Преимущества метода клонирования шлюза

Гибкость

Интересующую последовательность ДНК можно перенести в любую систему экспрессии всего за один этап рекомбинации, когда вы создадите с ее помощью входной клон.

Скорость

Вместо того, чтобы тратить два или более дней на традиционное рестрикционное и лигирование, подход Gateway позволяет создать экспрессирующую конструкцию всего за один день. Продукты attB-ПЦР также можно немедленно клонировать в целевые векторы, выполняя реакции BP и LR в одной и той же пробирке. В процессе клонирования не существует процедур рестрикции, лигирования или очистки геля.

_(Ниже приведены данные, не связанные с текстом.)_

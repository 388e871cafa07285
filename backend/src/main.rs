//! Backend entry-point: wires configuration, stores, and the HTTP pipeline.

use std::path::PathBuf;
use std::sync::Arc;

use actix_web::cookie::Key;
use actix_web::{App, HttpServer};
use clap::Parser;
use tracing::warn;
use tracing_subscriber::{fmt, EnvFilter};

use backend::domain::ports::SystemClock;
use backend::domain::{CommentService, UserService};
use backend::inbound::http::session::session_middleware;
use backend::inbound::http::state::HttpState;
use backend::inbound::http::api_scope;
use backend::outbound::hashing::Argon2CredentialHasher;
use backend::outbound::persistence::{MemoryCommentStore, MemoryUserStore};

/// Server configuration, read from flags or the environment.
#[derive(Debug, Parser)]
#[command(name = "backend", about = "Session-authenticated comment board backend")]
struct ServerConfig {
    /// Address to bind.
    #[arg(long, env = "BIND_ADDR", default_value = "0.0.0.0")]
    bind_addr: String,

    /// Port to bind.
    #[arg(long, env = "BIND_PORT", default_value_t = 8080)]
    bind_port: u16,

    /// File holding the session key material.
    #[arg(long, env = "SESSION_KEY_FILE", default_value = "/var/run/secrets/session_key")]
    session_key_file: PathBuf,

    /// Allow an ephemeral session key when the key file is unreadable.
    /// Sessions then die with the process; debug builds imply this.
    #[arg(long, env = "SESSION_ALLOW_EPHEMERAL", default_value_t = false)]
    session_allow_ephemeral: bool,

    /// Mark the session cookie `Secure`.
    #[arg(
        long,
        env = "SESSION_COOKIE_SECURE",
        default_value_t = true,
        action = clap::ArgAction::Set
    )]
    cookie_secure: bool,
}

fn load_session_key(config: &ServerConfig) -> std::io::Result<Key> {
    match std::fs::read(&config.session_key_file) {
        Ok(bytes) => Ok(Key::derive_from(&bytes)),
        Err(e) => {
            if cfg!(debug_assertions) || config.session_allow_ephemeral {
                warn!(
                    path = %config.session_key_file.display(),
                    error = %e,
                    "using temporary session key (dev only)"
                );
                Ok(Key::generate())
            } else {
                Err(std::io::Error::other(format!(
                    "failed to read session key at {}: {e}",
                    config.session_key_file.display()
                )))
            }
        }
    }
}

/// Application bootstrap.
#[actix_web::main]
async fn main() -> std::io::Result<()> {
    if let Err(e) = fmt()
        .with_env_filter(EnvFilter::from_default_env())
        .json()
        .try_init()
    {
        warn!(error = %e, "tracing init failed");
    }

    let config = ServerConfig::parse();
    let key = load_session_key(&config)?;
    let cookie_secure = config.cookie_secure;
    let bind = (config.bind_addr.clone(), config.bind_port);

    let users = UserService::new(
        Arc::new(MemoryUserStore::default()),
        Arc::new(Argon2CredentialHasher),
    );
    let comments = CommentService::new(
        Arc::new(MemoryCommentStore::default()),
        Arc::new(SystemClock),
    );
    let state = HttpState::new(users, comments);

    HttpServer::new(move || {
        App::new().service(api_scope(
            state.clone(),
            session_middleware(key.clone(), cookie_secure),
        ))
    })
    .bind(bind)?
    .run()
    .await
}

Множественное клонирование фрагментов

Клонирование шлюза можно использовать для одновременной вставки нескольких фрагментов ДНК в многочисленные векторы в одной пробирке. Для создания необходимого экспрессионного клона можно клонировать до четырех сегментов ДНК в один шлюзовой вектор в точном порядке и ориентации в одной пробирке. Конструкция векторов шлюза делает это возможным.

Высокая эффективность

Метод шлюзового клонирования использует маркеры положительной и отрицательной селекции, чтобы повысить вероятность успешного клонирования гена. Это означает, что процесс более эффективен, а это означает, что он с большей вероятностью даст успешные результаты.

Универсальность

Все типы фрагментов ДНК можно клонировать с помощью методов ПЦР. Клонирование доступно для многих различных видов организмов, от млекопитающих до бактерий.

Смотрите также

• Клонирование
• Кассета шлюза
• Субклонирование

Рекомендации

• «Клонирование шлюза». Основы молекулярного клонирования . Термо Фишер Сайентифик.
• Хартли Дж.Л., Темпл Г.Ф., Браш Массачусетс (ноябрь 2000 г.). «Клонирование ДНК с использованием сайт-специфической рекомбинации in vitro». Геном Рез . 10 (11): 1788–95. дои : 10.1101/гр.143000. ПМК  310948 . ПМИД  11076863.
• Катцен Ф (апрель 2007 г.). «Рекомбинационное клонирование Gateway (®): биологическая операционная система». Экспертное мнение о лекарствах . 2 (4): 571–89. дои : 10.1517/17460441.2.4.571. PMID  23484762. S2CID  22606399.
• Фрейлер Ф., Стеттлер Т., Мейерхофер М., Ледер Л., Майр Л.М. (июнь 2008 г.). «Разработка новой векторной системы на основе Gateway для эффективной мультипараллельной экспрессии белков в Escherichia coli». Экспр. белка Пуриф . 59 (2): 232–41. дои : 10.1016/j.pep.2008.02.003. ПМИД  18375142.
• Хартли Дж.Л. (февраль 2003 г.). «Использование системы шлюзов для экспрессии белков у нескольких хозяев». Curr Protoc Protein Sci . Глава 5: 5.17.1–10. дои : 10.1002/0471140864.ps0517s30. ПМИД  18429245.
• Пташне, М. (1992). Генетический переключатель: фаг (лямбда) и высшие организмы . Кембридж, Массачусетс: Cell Press. ISBN 0-86542-209-5. ОСЛК  25713934.